§ PROBLEM TO WORK ON
Check every line of the data and copy the ones where "enough" appears.

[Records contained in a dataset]

+ + +

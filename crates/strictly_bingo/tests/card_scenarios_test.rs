//! End-to-end card scenarios: dealing, marking, winning, resetting.

use std::collections::BTreeSet;

use rand::SeedableRng;
use rand::rngs::StdRng;
use strictly_bingo::{BingoCard, CardError, CellIndex, Grid, ShowRecord, WinLineId};

fn phrases(n: usize) -> Vec<String> {
    (1..=n).map(|i| format!("P{i}")).collect()
}

fn card(n: usize, seed: u64) -> BingoCard {
    BingoCard::seeded(ShowRecord::new(phrases(n), None), seed).expect("enough phrases")
}

#[test]
fn test_scenario_a_center_label_and_full_pool() {
    let mut rng = StdRng::seed_from_u64(2024);
    let grid = Grid::generate(&phrases(24), Some("X"), &mut rng).expect("24 phrases");

    assert_eq!(grid.cells().len(), 25);
    assert_eq!(grid.cells()[12], "X");

    let mut dealt: Vec<&str> = grid.phrases().collect();
    dealt.sort_unstable();
    let pool = phrases(24);
    let mut expected: Vec<&str> = pool.iter().map(String::as_str).collect();
    expected.sort_unstable();
    assert_eq!(dealt, expected);
}

#[test]
fn test_scenario_b_twenty_three_phrases_fail() {
    let mut rng = StdRng::seed_from_u64(0);
    let result = Grid::generate(&phrases(23), Some("X"), &mut rng);
    assert_eq!(result, Err(CardError::InsufficientPhrases { found: 23 }));

    let card = BingoCard::seeded(ShowRecord::new(phrases(23), None), 0);
    assert!(matches!(card, Err(CardError::InsufficientPhrases { found: 23 })));
}

#[test]
fn test_scenario_c_top_row_bingo() {
    let mut card = card(24, 3);
    assert_eq!(card.current_selection(), &BTreeSet::from([CellIndex::CENTER]));

    for i in 0..5 {
        card.toggle_index(i);
    }

    assert!(card.current_winning_lines().contains(&WinLineId::Row(0)));
    assert!(card.alert_visible());
}

#[test]
fn test_scenario_d_reset_after_bingo() {
    let mut card = card(24, 3);
    for i in 0..5 {
        card.toggle_index(i);
    }

    card.reset();

    assert_eq!(card.current_selection(), &BTreeSet::from([CellIndex::CENTER]));
    assert!(card.current_winning_lines().is_empty());
    assert!(!card.alert_visible());
}

#[test]
fn test_dealt_cells_are_distinct_subset_of_large_pool() {
    let pool = phrases(100);
    for seed in 0..20 {
        let mut rng = StdRng::seed_from_u64(seed);
        let grid = Grid::generate(&pool, None, &mut rng).expect("enough phrases");
        let dealt: BTreeSet<&str> = grid.phrases().collect();
        assert_eq!(dealt.len(), 24, "no phrase repeated");
        assert!(dealt.iter().all(|p| pool.iter().any(|q| q.as_str() == *p)));
        assert_eq!(grid.center(), "FREE SPACE");
    }
}

#[test]
fn test_same_seed_same_grid() {
    assert_eq!(card(60, 77).grid(), card(60, 77).grid());
}

#[test]
fn test_large_pool_yields_different_subsets() {
    let mut card = card(60, 5);
    let mut subsets = BTreeSet::new();
    for _ in 0..10 {
        let dealt: BTreeSet<String> = card.grid().phrases().map(str::to_string).collect();
        subsets.insert(dealt);
        card.regenerate();
    }
    assert!(subsets.len() > 1);
}

#[test]
fn test_center_marked_after_every_fresh_start() {
    let mut card = card(30, 9);
    assert!(card.is_marked(CellIndex::CENTER));

    card.toggle(CellIndex::CENTER);
    assert!(!card.is_marked(CellIndex::CENTER));
    card.regenerate();
    assert!(card.is_marked(CellIndex::CENTER));

    card.toggle(CellIndex::CENTER);
    card.reset();
    assert!(card.is_marked(CellIndex::CENTER));
}

#[test]
fn test_toggle_twice_is_identity() {
    let mut card = card(24, 1);
    for cell in CellIndex::all() {
        let before = card.current_selection().clone();
        card.toggle(cell);
        card.toggle(cell);
        assert_eq!(card.current_selection(), &before);
    }
}

#[test]
fn test_alert_edge_trigger_sequence() {
    let mut card = card(24, 4);

    // Column 0: 0, 5, 10, 15, 20. Alert fires on the fifth mark.
    let steps = [0, 5, 10, 15, 20];
    for (k, &i) in steps.iter().enumerate() {
        let outcome = card.toggle_index(i);
        assert_eq!(outcome.bingo, k == steps.len() - 1);
    }
    assert!(card.alert_visible());

    // Count stays at one: alert stays up but never re-fires.
    for i in [1, 2, 3] {
        let outcome = card.toggle_index(i);
        assert!(!outcome.bingo);
        assert!(card.alert_visible());
    }

    card.dismiss_alert();
    assert!(!card.alert_visible());

    // Unmarking and re-marking within the same count does not re-fire.
    card.toggle_index(1);
    assert!(!card.alert_visible());

    // Completing row 0 raises the count to two and fires again.
    card.toggle_index(1);
    let outcome = card.toggle_index(4);
    assert_eq!(outcome.lines, 2);
    assert!(outcome.bingo);
    assert!(card.alert_visible());
}

#[test]
fn test_losing_a_line_hides_nothing_and_fires_nothing() {
    let mut card = card(24, 4);
    for i in 0..5 {
        card.toggle_index(i);
    }
    let outcome = card.toggle_index(0);
    assert_eq!(outcome.lines, 0);
    assert!(!outcome.bingo);
    assert!(card.alert_visible());
}

#[test]
fn test_winning_cells_highlight() {
    let mut card = card(24, 8);
    for i in [0, 6, 18, 24] {
        card.toggle_index(i);
    }
    assert_eq!(
        card.current_winning_lines(),
        &BTreeSet::from([WinLineId::Diagonal])
    );
    let highlighted: Vec<usize> = card.winning_cells().iter().map(|c| c.index()).collect();
    assert_eq!(highlighted, vec![0, 6, 12, 18, 24]);
}
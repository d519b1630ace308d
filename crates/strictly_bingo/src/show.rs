//! Show records and the providers that serve them.
//!
//! A show is the user-authored phrase pool a card is dealt from. Storing
//! and editing shows is somebody else's job; this crate only reads them
//! through [`ShowProvider`].

use crate::error::CardError;
use crate::grid::center_label;
use async_trait::async_trait;
use derive_getters::Getters;
use serde::{Deserialize, Serialize};
use std::collections::HashMap;
use tracing::{debug, instrument};

/// Identifier of a show record.
#[derive(
    Debug,
    Clone,
    PartialEq,
    Eq,
    PartialOrd,
    Ord,
    Hash,
    Serialize,
    Deserialize,
    derive_more::Display,
    derive_more::From,
)]
#[serde(transparent)]
pub struct ShowId(String);

impl ShowId {
    /// Creates a show id.
    pub fn new(id: impl Into<String>) -> Self {
        Self(id.into())
    }

    /// Returns the id as a string slice.
    pub fn as_str(&self) -> &str {
        &self.0
    }
}

impl From<&str> for ShowId {
    fn from(id: &str) -> Self {
        Self(id.to_string())
    }
}

/// A show's phrase pool as served by the record-management subsystem.
#[derive(Debug, Clone, PartialEq, Eq, Getters, Serialize, Deserialize)]
#[serde(rename_all = "camelCase")]
pub struct ShowRecord {
    /// Display title of the show.
    #[serde(default)]
    name: Option<String>,

    /// Ordered phrase pool.
    phrases: Vec<String>,

    /// Label for the free space; `None` means the default label.
    #[serde(default, alias = "center_square")]
    center_square: Option<String>,
}

impl ShowRecord {
    /// Creates a record with no name.
    #[instrument(skip(phrases), fields(phrases = phrases.len()))]
    pub fn new(phrases: Vec<String>, center_square: Option<String>) -> Self {
        Self {
            name: None,
            phrases,
            center_square,
        }
    }

    /// Sets the display title.
    pub fn with_name(mut self, name: impl Into<String>) -> Self {
        self.name = Some(name.into());
        self
    }

    /// Returns the free-space label, falling back to the default when the
    /// record has none or an empty one.
    pub fn center_label(&self) -> &str {
        center_label(self.center_square.as_deref())
    }
}

/// Source of show records.
///
/// Implementations make exactly one attempt per call; a failure is
/// returned to the caller as-is.
#[async_trait]
pub trait ShowProvider: Send + Sync {
    /// Fetches a show by id.
    ///
    /// # Errors
    ///
    /// Returns [`CardError::NotFound`] when no such show exists and
    /// [`CardError::Fetch`] when the source could not be read.
    async fn get_show(&self, id: &ShowId) -> Result<ShowRecord, CardError>;
}

#[async_trait]
impl<P: ShowProvider + ?Sized> ShowProvider for Box<P> {
    async fn get_show(&self, id: &ShowId) -> Result<ShowRecord, CardError> {
        (**self).get_show(id).await
    }
}

/// Show provider backed by a map, for tests and demos.
#[derive(Debug, Clone, Default)]
pub struct InMemoryShowProvider {
    shows: HashMap<ShowId, ShowRecord>,
}

impl InMemoryShowProvider {
    /// Creates an empty provider.
    pub fn new() -> Self {
        Self::default()
    }

    /// Adds or replaces a show.
    #[instrument(skip_all)]
    pub fn insert(&mut self, id: impl Into<ShowId>, record: ShowRecord) {
        let id = id.into();
        debug!(show_id = %id, phrases = record.phrases.len(), "Storing show");
        self.shows.insert(id, record);
    }

    /// Returns the number of stored shows.
    pub fn len(&self) -> usize {
        self.shows.len()
    }

    /// Returns true if no shows are stored.
    pub fn is_empty(&self) -> bool {
        self.shows.is_empty()
    }
}

#[async_trait]
impl ShowProvider for InMemoryShowProvider {
    #[instrument(skip(self), fields(show_id = %id))]
    async fn get_show(&self, id: &ShowId) -> Result<ShowRecord, CardError> {
        debug!("Looking up show in memory");
        self.shows
            .get(id)
            .cloned()
            .ok_or_else(|| CardError::NotFound(id.clone()))
    }
}
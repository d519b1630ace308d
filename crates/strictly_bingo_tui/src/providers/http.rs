//! Shows served over HTTP by the record-management server.

use async_trait::async_trait;
use reqwest::{StatusCode, Url};
use strictly_bingo::{CardError, ShowId, ShowProvider, ShowRecord};
use tracing::{debug, instrument};

/// Fetches `GET {base_url}/api/shows/{id}` once per call.
#[derive(Debug, Clone)]
pub struct HttpShowProvider {
    base_url: String,
    client: reqwest::Client,
}

impl HttpShowProvider {
    /// Creates a provider for the server at `base_url`.
    pub fn new(base_url: impl Into<String>) -> Self {
        Self {
            base_url: base_url.into(),
            client: reqwest::Client::new(),
        }
    }

    /// Returns the URL a show is fetched from.
    ///
    /// The id is percent-encoded as a single path segment, so `/`, `?` and
    /// `#` in an id never reach another resource.
    ///
    /// # Errors
    ///
    /// Returns [`CardError::Fetch`] if the base URL cannot carry a path.
    pub fn show_url(&self, id: &ShowId) -> Result<Url, CardError> {
        let mut url = Url::parse(&self.base_url).map_err(|e| {
            CardError::Fetch(format!("Invalid server URL {}: {}", self.base_url, e))
        })?;
        url.path_segments_mut()
            .map_err(|_| CardError::Fetch(format!("Server URL {} has no path", self.base_url)))?
            .pop_if_empty()
            .extend(["api", "shows", id.as_str()]);
        Ok(url)
    }

    /// Dot segments would be resolved away by URL normalization.
    fn is_segment_id(id: &ShowId) -> bool {
        !matches!(id.as_str(), "" | "." | "..")
    }
}

#[async_trait]
impl ShowProvider for HttpShowProvider {
    #[instrument(skip(self), fields(show_id = %id))]
    async fn get_show(&self, id: &ShowId) -> Result<ShowRecord, CardError> {
        if !Self::is_segment_id(id) {
            return Err(CardError::NotFound(id.clone()));
        }

        let url = self.show_url(id)?;
        debug!(url = %url, "Fetching show");

        let response = self
            .client
            .get(url)
            .send()
            .await
            .map_err(|e| CardError::Fetch(e.to_string()))?;

        if response.status() == StatusCode::NOT_FOUND {
            return Err(CardError::NotFound(id.clone()));
        }

        let response = response
            .error_for_status()
            .map_err(|e| CardError::Fetch(e.to_string()))?;

        response
            .json::<ShowRecord>()
            .await
            .map_err(|e| CardError::Fetch(format!("Invalid show record: {}", e)))
    }
}

#[cfg(test)]
mod tests {
    use super::*;

    fn url(base: &str, id: &str) -> String {
        HttpShowProvider::new(base)
            .show_url(&ShowId::new(id))
            .expect("valid base")
            .to_string()
    }

    #[test]
    fn test_show_url_handles_trailing_slash() {
        assert_eq!(
            url("http://localhost:3000/", "pilot"),
            "http://localhost:3000/api/shows/pilot"
        );
        assert_eq!(
            url("http://localhost:3000", "pilot"),
            "http://localhost:3000/api/shows/pilot"
        );
        assert_eq!(
            url("http://localhost:3000/bingo/", "pilot"),
            "http://localhost:3000/bingo/api/shows/pilot"
        );
    }

    #[test]
    fn test_show_url_encodes_id_as_one_segment() {
        let built = url("http://localhost:3000", "nope/../pilot?x=1#top");
        assert_eq!(
            built,
            "http://localhost:3000/api/shows/nope%2F..%2Fpilot%3Fx=1%23top"
        );
    }

    #[test]
    fn test_invalid_base_is_fetch_error() {
        let provider = HttpShowProvider::new("not a url");
        assert!(matches!(
            provider.show_url(&ShowId::new("pilot")),
            Err(CardError::Fetch(_))
        ));
    }

    #[test]
    fn test_dot_ids_are_rejected() {
        for id in ["", ".", ".."] {
            assert!(!HttpShowProvider::is_segment_id(&ShowId::new(id)));
        }
        assert!(HttpShowProvider::is_segment_id(&ShowId::new("pilot")));
    }
}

+ + +

§ SOLUTION TO THIS TASK
    BingoCard::seeded(ShowRecord::new(phrases(n), None), seed).expect("enough phrases")
        let grid = Grid::generate(&pool, None, &mut rng).expect("enough phrases");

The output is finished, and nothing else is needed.